22.      Mr Doig expressed the opinion that Mr Beaumont’s accepted disabilities permanently affected his ability to undertake remunerative work in employment for which he had skills, experience or qualifications. He noted that Mr Beaumont’s most recent employment had been as a “handyman also helping to run a motel” and commented that the knee injuries and the fact that the knee replacement had not fully settled would affect his ability to do this kind of work.

23.     Mr Doig added that Mr Beaumont’s knee problems alone would prevent him from working for more than 8 hours in any occupation involving any manual labour.

24.     Mr Doig concluded by expressing the opinion that Mr Beaumont is unlikely to improve and that although further surgery may result in some increased stability of the knees it is unlikely to solve all the problems or improve his ability to work.

Medical evidence of Dr Mills

25.     In a medico-legal report prepared at the request of the Repatriation Commission dated 3 December 2008, Dr Ross Mills, occupational physician, expressed the opinion that Mr Beaumont does have a significant incapacity as a result of his bilateral knee conditions and that the knee conditions were “sufficiently severe to significantly impact on Mr Beaumont‘s ability to perform his pre-injury duties as a handyman (including negotiation of stairs).”

26.     Dr Mills concluded, however, that Mr Beaumont does have residual work capacity, at least, equal to that of a wheel chair bound person He considered that Mr Beaumont was fit for full-time employment with specific work restrictions but “unfit for his  pre-injury duties” although fit to undergo rehabilitation or retraining.

27.     I found Dr Mills’ opinion on this point somewhat confusing and unhelpful as he appears to have assessed Mr Beaumont in the context of a worker’s compensation claim rather than a claim under the VE Act.

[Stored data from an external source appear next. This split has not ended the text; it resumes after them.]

//! # tripdeskd — tripdesk daemon
//!
//! Composition root that wires all adapters together and starts the server.
//!
//! ## Responsibilities
//! - Load configuration (`tripdesk.toml`, env vars)
//! - Initialize `tracing` output
//! - Initialize the `SQLite` connection pool and run migrations
//! - Load the reference catalogs
//! - Construct application services, injecting adapters via port traits
//! - Build the axum router, injecting application services
//! - Bind to a TCP port and serve until Ctrl-C
//!
//! ## Dependency rule
//! This is the **only** crate that depends on all other crates.
//! It is the wiring layer — no domain logic belongs here.

mod config;

use std::time::Duration;

use tracing_subscriber::EnvFilter;

use tripdesk_adapter_catalog_json::JsonCatalogs;
use tripdesk_adapter_http_axum::state::AppState;
use tripdesk_adapter_storage_sqlite_sqlx::{self as storage, SqliteServiceRequestRepository};
use tripdesk_app::services::catalog_service::CatalogService;
use tripdesk_app::services::submission_coordinator::SubmissionCoordinator;

use crate::config::Config;

#[tokio::main]
async fn main() -> Result<(), Box<dyn std::error::Error>> {
    let config = Config::load()?;

    tracing_subscriber::fmt()
        .with_env_filter(EnvFilter::try_new(&config.logging.filter)?)
        .init();

    // Database
    let db = storage::Config {
        database_url: config.database.url.clone(),
        max_connections: config.database.max_connections,
        busy_timeout: Duration::from_millis(config.database.busy_timeout_ms),
    }
    .build()
    .await?;
    tracing::info!(url = %config.database.url, "database ready");

    // Catalogs
    let catalogs = JsonCatalogs::load_dir(&config.catalogs.dir)?;

    // Services
    let submissions = SubmissionCoordinator::new(SqliteServiceRequestRepository::new(
        db.pool().clone(),
    ));
    let catalog_service = CatalogService::new(catalogs);

    // HTTP
    let app = tripdesk_adapter_http_axum::router::build(AppState::new(
        submissions,
        catalog_service,
    ));

    let bind_addr = config.bind_addr();
    let listener = tokio::net::TcpListener::bind(&bind_addr).await?;
    tracing::info!("tripdeskd listening on http://{bind_addr}");

    axum::serve(listener, app)
        .with_graceful_shutdown(shutdown_signal())
        .await?;

    db.pool().close().await;
    tracing::info!("tripdeskd stopped");
    Ok(())
}

async fn shutdown_signal() {
    if let Err(err) = tokio::signal::ctrl_c().await {
        tracing::error!(error = %err, "failed to listen for shutdown signal");
        std::future::pending::<()>().await;
    }
    tracing::info!("shutdown requested");
}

28. When considering the capacity to undertake remunerative work within the meaning of paragraph 24(1)(b), section 28 of the VE Act mandates that I shall have regard only to the following matters:

(a) the vocational, trade and professional skills, qualifications and experience of the veteran;

(b) the kinds of remunerative work which a person with the skills, qualifications and experience referred to in paragraph (a) might reasonably undertake; and

(c) the degree to which the physical or mental impairment of the veteran as a result of the injury or disease ,or both, has reduced his or her capacity to undertake the kinds of remunerative work referred to in paragraph (b).

29.      I note in Re Forster and Repatriation Commission (1992) 28 ALD 450, where Deputy President Purvis observed at 461:

… It was rightly submitted by counsel that it was not open to the tribunal to go outside of the ambit of work experience of the veteran, nor to say that it was open to him to acquire another skill and thence obtain employment. The tribunal was to take the veteran as it found him so far as his vocation, trade, professional skills, qualifications and experience were concerned.

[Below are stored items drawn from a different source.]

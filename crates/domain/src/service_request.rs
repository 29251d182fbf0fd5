//! Service request — a trip being scheduled for a client company.
//!
//! The record starts blank when the wizard opens and is filled step by step.
//! Required fields are therefore `Option`s (or plain strings that may be
//! blank); the [`wizard`](crate::wizard) gates decide when the record is
//! complete enough to be persisted.
//!
//! Serialized field names follow the external contract (`clienteId`,
//! `origenEspecifico`, `estado`, …).

mod service_type;

pub use service_type::ServiceType;

use serde::{Deserialize, Serialize};

use crate::error::TripDeskError;
use crate::id::{CompanyId, DriverId, MunicipalityId, ServiceRequestId, VehicleId};
use crate::lifecycle::ServiceStatus;
use crate::place::{Coordinates, ResolvedAddress};
use crate::time::ZonedTimestamp;
use crate::wizard::{self, Field, FieldIssue};

/// A trip linking a client, an optional driver and vehicle, an
/// origin/destination pair and its schedule.
#[derive(Debug, Clone, PartialEq, Default, Serialize, Deserialize)]
pub struct ServiceRequest {
    #[serde(default)]
    pub id: Option<ServiceRequestId>,
    #[serde(rename = "clienteId", default)]
    pub client_id: Option<CompanyId>,
    #[serde(rename = "conductorId", default)]
    pub driver_id: Option<DriverId>,
    #[serde(rename = "vehiculoId", default)]
    pub vehicle_id: Option<VehicleId>,
    #[serde(rename = "origenMunicipioId", default)]
    pub origin_municipality_id: Option<MunicipalityId>,
    #[serde(rename = "destinoMunicipioId", default)]
    pub destination_municipality_id: Option<MunicipalityId>,
    #[serde(rename = "origenEspecifico", default)]
    pub origin_address: String,
    #[serde(rename = "destinoEspecifico", default)]
    pub destination_address: String,
    #[serde(rename = "origenCoords", default)]
    pub origin_coords: Option<Coordinates>,
    #[serde(rename = "destinoCoords", default)]
    pub destination_coords: Option<Coordinates>,
    #[serde(rename = "fechaSolicitud", default)]
    pub requested_at: Option<ZonedTimestamp>,
    #[serde(rename = "fechaRealizacion", default)]
    pub scheduled_for: Option<ZonedTimestamp>,
    #[serde(rename = "tipoServicio", default)]
    pub service_type: Option<ServiceType>,
    #[serde(rename = "estado", default)]
    pub status: ServiceStatus,
    #[serde(rename = "observaciones", default)]
    pub notes: Option<String>,
    /// Closed-set fields whose last entered text was rejected.
    #[serde(skip)]
    pub input_issues: Vec<FieldIssue>,
}

impl ServiceRequest {
    /// The empty record a freshly opened wizard starts from.
    #[must_use]
    pub fn blank() -> Self {
        Self::default()
    }

    /// Create a builder for constructing a complete [`ServiceRequest`].
    #[must_use]
    pub fn builder() -> ServiceRequestBuilder {
        ServiceRequestBuilder::default()
    }

    /// Whether the record has been stored at least once.
    #[must_use]
    pub fn is_persisted(&self) -> bool {
        self.id.is_some()
    }

    /// Check that every wizard gate passes.
    ///
    /// # Errors
    ///
    /// Returns [`TripDeskError::Validation`] with the first rejecting step.
    pub fn validate(&self) -> Result<(), TripDeskError> {
        wizard::validate_all(self)?;
        Ok(())
    }

    /// Set `tipoServicio` from text entered by the user.
    ///
    /// Unknown text leaves the type unset and is reported as invalid by the
    /// journey gate. Blank text clears it.
    pub fn enter_service_type(&mut self, text: &str) {
        self.forget_input_issue(Field::ServiceType);
        self.service_type = None;
        let text = text.trim();
        if text.is_empty() {
            return;
        }
        match text.parse() {
            Ok(kind) => self.service_type = Some(kind),
            Err(_) => self
                .input_issues
                .push(FieldIssue::invalid(Field::ServiceType)),
        }
    }

    /// Set `estado` from text entered by the user.
    ///
    /// Blank or unknown text keeps the current status; the status gate
    /// reports it until the next entry.
    pub fn enter_status(&mut self, text: &str) {
        self.forget_input_issue(Field::Status);
        let text = text.trim();
        if text.is_empty() {
            self.input_issues.push(FieldIssue::missing(Field::Status));
            return;
        }
        match text.parse() {
            Ok(status) => self.status = status,
            Err(_) => self.input_issues.push(FieldIssue::invalid(Field::Status)),
        }
    }

    /// The rejection recorded by the last entry of `field`, if any.
    #[must_use]
    pub fn input_issue(&self, field: Field) -> Option<FieldIssue> {
        self.input_issues
            .iter()
            .copied()
            .find(|issue| issue.field == field)
    }

    fn forget_input_issue(&mut self, field: Field) {
        self.input_issues.retain(|issue| issue.field != field);
    }

    /// Apply an autocomplete selection as the origin.
    pub fn select_origin(&mut self, place: &ResolvedAddress) {
        self.origin_address.clone_from(&place.formatted_address);
        self.origin_coords = Some(place.coordinates());
    }

    /// Apply an autocomplete selection as the destination.
    pub fn select_destination(&mut self, place: &ResolvedAddress) {
        self.destination_address.clone_from(&place.formatted_address);
        self.destination_coords = Some(place.coordinates());
    }

    /// Replace the origin with free text.
    ///
    /// Coordinates from a previous selection no longer describe the text and
    /// are dropped.
    pub fn type_origin(&mut self, text: impl Into<String>) {
        self.origin_address = text.into();
        self.origin_coords = None;
    }

    /// Replace the destination with free text, dropping stale coordinates.
    pub fn type_destination(&mut self, text: impl Into<String>) {
        self.destination_address = text.into();
        self.destination_coords = None;
    }
}

/// Step-by-step builder for [`ServiceRequest`].
#[derive(Debug, Default)]
pub struct ServiceRequestBuilder {
    inner: ServiceRequest,
}

impl ServiceRequestBuilder {
    #[must_use]
    pub fn id(mut self, id: ServiceRequestId) -> Self {
        self.inner.id = Some(id);
        self
    }

    #[must_use]
    pub fn client_id(mut self, id: impl Into<CompanyId>) -> Self {
        self.inner.client_id = Some(id.into());
        self
    }

    #[must_use]
    pub fn driver_id(mut self, id: impl Into<DriverId>) -> Self {
        self.inner.driver_id = Some(id.into());
        self
    }

    #[must_use]
    pub fn vehicle_id(mut self, id: impl Into<VehicleId>) -> Self {
        self.inner.vehicle_id = Some(id.into());
        self
    }

    #[must_use]
    pub fn origin(
        mut self,
        municipality: impl Into<MunicipalityId>,
        address: impl Into<String>,
    ) -> Self {
        self.inner.origin_municipality_id = Some(municipality.into());
        self.inner.origin_address = address.into();
        self
    }

    #[must_use]
    pub fn destination(
        mut self,
        municipality: impl Into<MunicipalityId>,
        address: impl Into<String>,
    ) -> Self {
        self.inner.destination_municipality_id = Some(municipality.into());
        self.inner.destination_address = address.into();
        self
    }

    #[must_use]
    pub fn origin_coords(mut self, coords: Coordinates) -> Self {
        self.inner.origin_coords = Some(coords);
        self
    }

    #[must_use]
    pub fn destination_coords(mut self, coords: Coordinates) -> Self {
        self.inner.destination_coords = Some(coords);
        self
    }

    #[must_use]
    pub fn requested_at(mut self, ts: ZonedTimestamp) -> Self {
        self.inner.requested_at = Some(ts);
        self
    }

    #[must_use]
    pub fn scheduled_for(mut self, ts: ZonedTimestamp) -> Self {
        self.inner.scheduled_for = Some(ts);
        self
    }

    #[must_use]
    pub fn service_type(mut self, kind: ServiceType) -> Self {
        self.inner.service_type = Some(kind);
        self
    }

    #[must_use]
    pub fn status(mut self, status: ServiceStatus) -> Self {
        self.inner.status = status;
        self
    }

    #[must_use]
    pub fn notes(mut self, notes: impl Into<String>) -> Self {
        self.inner.notes = Some(notes.into());
        self
    }

    /// Consume the builder, validate, and return a [`ServiceRequest`].
    ///
    /// # Errors
    ///
    /// Returns [`TripDeskError::Validation`] if any wizard gate rejects the
    /// record.
    pub fn build(self) -> Result<ServiceRequest, TripDeskError> {
        self.inner.validate()?;
        Ok(self.inner)
    }

    /// Return the record without running the wizard gates.
    ///
    /// Used for drafts that are still being filled in.
    #[must_use]
    pub fn draft(self) -> ServiceRequest {
        self.inner
    }
}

The regrettable situation whereby s 28 of the Act operates regardless of a need for retraining was identified. Rehabilitation was not in the minds of those who had been responsible for the drafting of the legislation. Thus, unlike the Commonwealth Compensation legislation, the Veterans Entitlements Act does not aid a veteran in obtaining new skills and experience and thence re-entering the work force.

Oral Evidence of Mr Beaumont

30.     In oral evidence, Mr Beaumont stated that he left high school after third form and worked at odd jobs around town. In January 1974, at the age of 18 years, he joined the joined the Royal Australian Air Force (RAAF) and was posted to Darwin as a general hand. He was in Darwin following Cyclone Tracy and at that time his duties generally involved labouring, including clean-up and roof repair. After being a general hand for three to four years, he applied for a re-muster with the marine trade group but because of his limited high school education, he was unsuccessful. Twelve months later, he applied again and this time he was successful and was accepted into RAAF Marine Search and Rescue.

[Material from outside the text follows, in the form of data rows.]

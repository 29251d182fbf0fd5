use std::path::PathBuf;

use tripdesk_domain::error::TripDeskError;

/// Errors raised while loading reference catalogs.
#[derive(Debug, thiserror::Error)]
pub enum CatalogError {
    #[error("failed to read catalog file {}: {source}", .path.display())]
    Read {
        path: PathBuf,
        #[source]
        source: std::io::Error,
    },

    #[error("catalog `{table}` is not a valid list of records: {source}")]
    Parse {
        table: &'static str,
        #[source]
        source: serde_json::Error,
    },

    #[error("catalog `{table}` contains key `{key}` more than once")]
    DuplicateKey { table: &'static str, key: String },
}

impl From<CatalogError> for TripDeskError {
    fn from(err: CatalogError) -> Self {
        Self::Persistence(Box::new(err))
    }
}
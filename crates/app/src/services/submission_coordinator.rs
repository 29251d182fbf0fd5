//! Submission coordinator — the only path from a wizard draft to storage.
//!
//! Every write goes through the same sequence: gates, lifecycle check,
//! persistence, reset. A failure at any stage leaves the session exactly as
//! it was so the dispatcher can fix the draft and try again; nothing is
//! retried automatically.

use tripdesk_domain::error::{NotFoundError, TripDeskError, ValidationError};
use tripdesk_domain::id::ServiceRequestId;
use tripdesk_domain::lifecycle::{self, ServiceStatus};
use tripdesk_domain::service_request::ServiceRequest;
use tripdesk_domain::wizard::{self, WizardSession};

use crate::ports::ServiceRequestRepository;

/// Application service that validates, checks and persists wizard drafts.
pub struct SubmissionCoordinator<R> {
    repo: R,
}

impl<R: ServiceRequestRepository> SubmissionCoordinator<R> {
    /// Create a new coordinator backed by the given repository.
    pub fn new(repo: R) -> Self {
        Self { repo }
    }

    /// Persist the session's draft.
    ///
    /// 1. All four wizard gates run in order; the first rejection aborts.
    /// 2. Editing requires the stored status to be editable and, if the
    ///    status changed, the move to be in the lifecycle table. Creating
    ///    requires a creation status.
    /// 3. The draft is created when it has no id, updated otherwise.
    /// 4. The session is reset to a blank draft.
    ///
    /// # Errors
    ///
    /// Returns [`TripDeskError::Validation`] with the failing step,
    /// [`TripDeskError::ReadOnlyState`] or [`TripDeskError::InvalidTransition`]
    /// before anything is written, or the repository error untouched. The
    /// session is left unchanged on every error.
    #[tracing::instrument(
        skip(self, session),
        fields(editing = session.is_editing(), status = %session.draft().status)
    )]
    pub async fn submit(
        &self,
        session: &mut WizardSession,
    ) -> Result<ServiceRequestId, TripDeskError> {
        let draft = session.draft();
        wizard::validate_all(draft)?;

        match session.stored_status() {
            Some(current) => {
                lifecycle::assert_editable(current)?;
                if draft.status != current {
                    lifecycle::assert_transition(current, draft.status)?;
                }
            }
            None => lifecycle::assert_creatable(draft.status)?,
        }

        let id = match draft.id {
            Some(id) => {
                self.repo.update(id, draft.clone()).await?;
                id
            }
            None => self.repo.create(draft.clone()).await?,
        };

        tracing::info!(%id, "service request saved");
        session.reset();
        Ok(id)
    }

    /// Cancel the opened record, whatever step the wizard is on.
    ///
    /// Only the stored id and status matter: the draft's fields are not
    /// validated and are discarded along with the session.
    ///
    /// # Errors
    ///
    /// Returns [`ValidationError::NotPersisted`] for a session that was not
    /// opened on a stored record, [`TripDeskError::ReadOnlyState`] when the
    /// record is already terminal, or the repository error untouched.
    #[tracing::instrument(skip(self, session), fields(id = ?session.draft().id))]
    pub async fn force_cancel(
        &self,
        session: &mut WizardSession,
    ) -> Result<ServiceRequestId, TripDeskError> {
        let (Some(id), Some(current)) = (session.draft().id, session.stored_status()) else {
            return Err(ValidationError::NotPersisted.into());
        };
        lifecycle::assert_editable(current)?;
        lifecycle::assert_transition(current, ServiceStatus::Cancelled)?;

        self.repo.update_state(id, ServiceStatus::Cancelled).await?;

        tracing::info!(%id, from = %current, "service request cancelled");
        session.reset();
        Ok(id)
    }

    /// Load a stored request into a new wizard session.
    ///
    /// # Errors
    ///
    /// Returns [`TripDeskError::NotFound`] when no request with `id` exists,
    /// or a storage error from the repository.
    #[tracing::instrument(skip(self))]
    pub async fn open_for_edit(
        &self,
        id: ServiceRequestId,
    ) -> Result<WizardSession, TripDeskError> {
        let record = self.get(id).await?;
        Ok(WizardSession::open_existing(record)?)
    }

    /// Look up a request by id, returning an error if not found.
    ///
    /// # Errors
    ///
    /// Returns [`TripDeskError::NotFound`] when no request with `id` exists,
    /// or a storage error from the repository.
    pub async fn get(&self, id: ServiceRequestId) -> Result<ServiceRequest, TripDeskError> {
        self.repo.get_by_id(id).await?.ok_or_else(|| {
            NotFoundError {
                entity: "ServiceRequest",
                id: id.to_string(),
            }
            .into()
        })
    }

    /// List all requests.
    ///
    /// # Errors
    ///
    /// Returns a storage error propagated from the repository.
    pub async fn list(&self) -> Result<Vec<ServiceRequest>, TripDeskError> {
        self.repo.get_all().await
    }
}
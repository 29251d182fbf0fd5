//! # tripdesk-domain
//!
//! Pure domain model for the tripdesk dispatch front-end.
//!
//! ## Responsibilities
//! - Foundational types: typed identifiers, error conventions, zoned timestamps
//! - Define **reference records** (companies, drivers, vehicles, municipalities)
//! - Define the **service request** (a trip being scheduled) and its invariants
//! - Define the **lifecycle** (`solicitado` → `planificado` → `en curso` → `realizado`, plus
//!   `cancelado`) and the edit policy derived from it
//! - Define the **wizard** (four ordered step gates and the session that owns the draft)
//!
//! ## Dependency rule
//! This crate has **no internal dependencies**.
//! It must never import anything from `app`, adapters, or external IO crates.
//! All IO boundaries are expressed as traits in the `app` crate (ports).

pub mod error;
pub mod id;
pub mod time;

pub mod catalog;
pub mod lifecycle;
pub mod place;
pub mod service_request;
pub mod wizard;
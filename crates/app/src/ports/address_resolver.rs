//! Address resolver port — place suggestions and geocoding.
//!
//! Backed by an external places provider. The application never calls it
//! directly from input handlers; [`AddressAutocomplete`] debounces and
//! supersedes queries first.
//!
//! [`AddressAutocomplete`]: crate::services::address_autocomplete::AddressAutocomplete

use std::future::Future;

use tripdesk_domain::error::TripDeskError;
use tripdesk_domain::place::{PlaceSuggestion, ResolvedAddress};

/// Suggests and resolves free-text addresses.
pub trait AddressResolver {
    /// Suggestions for partially typed `text`, best match first.
    fn search(
        &self,
        text: &str,
    ) -> impl Future<Output = Result<Vec<PlaceSuggestion>, TripDeskError>> + Send;

    /// Formatted address and position of a suggestion.
    fn resolve(
        &self,
        place_id: &str,
    ) -> impl Future<Output = Result<ResolvedAddress, TripDeskError>> + Send;
}
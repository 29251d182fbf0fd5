//! Storage-specific error type wrapping sqlx errors.

use tripdesk_domain::error::TripDeskError;

/// Errors originating from the `SQLite` storage layer.
#[derive(Debug, thiserror::Error)]
pub enum StorageError {
    /// A query or connection failed.
    #[error("database error: {0}")]
    Database(#[from] sqlx::Error),

    /// Failed to run migrations.
    #[error("migration error: {0}")]
    Migration(#[from] sqlx::migrate::MigrateError),
}

impl From<StorageError> for TripDeskError {
    fn from(err: StorageError) -> Self {
        Self::Persistence(Box::new(err))
    }
}

#[cfg(test)]
mod tests {
    use super::*;

    #[test]
    fn should_convert_into_persistence_error() {
        let err: TripDeskError = StorageError::from(sqlx::Error::PoolClosed).into();
        assert!(matches!(err, TripDeskError::Persistence(_)));
        assert!(err.to_string().starts_with("persistence failed: database error"));
    }
}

31.     Mr Beaumont remained with Marine Search and Rescue until his discharge in 1994 with the rank of sergeant. He was promoted to sergeant in 1985 and during cross examination agreed that as a sergeant, he had some responsibility for supervision of more junior crew members but denied having formal responsibility for either their welfare or performance assessment, as this was managed by either the flight sergeant or the warrant officer.  Mr Beaumont agreed that after being promoted, he attended a supervisor’s training course and also a coxswain’s training course with the navy where he learnt basic navigation skills and obtained a coxswains’ certificate.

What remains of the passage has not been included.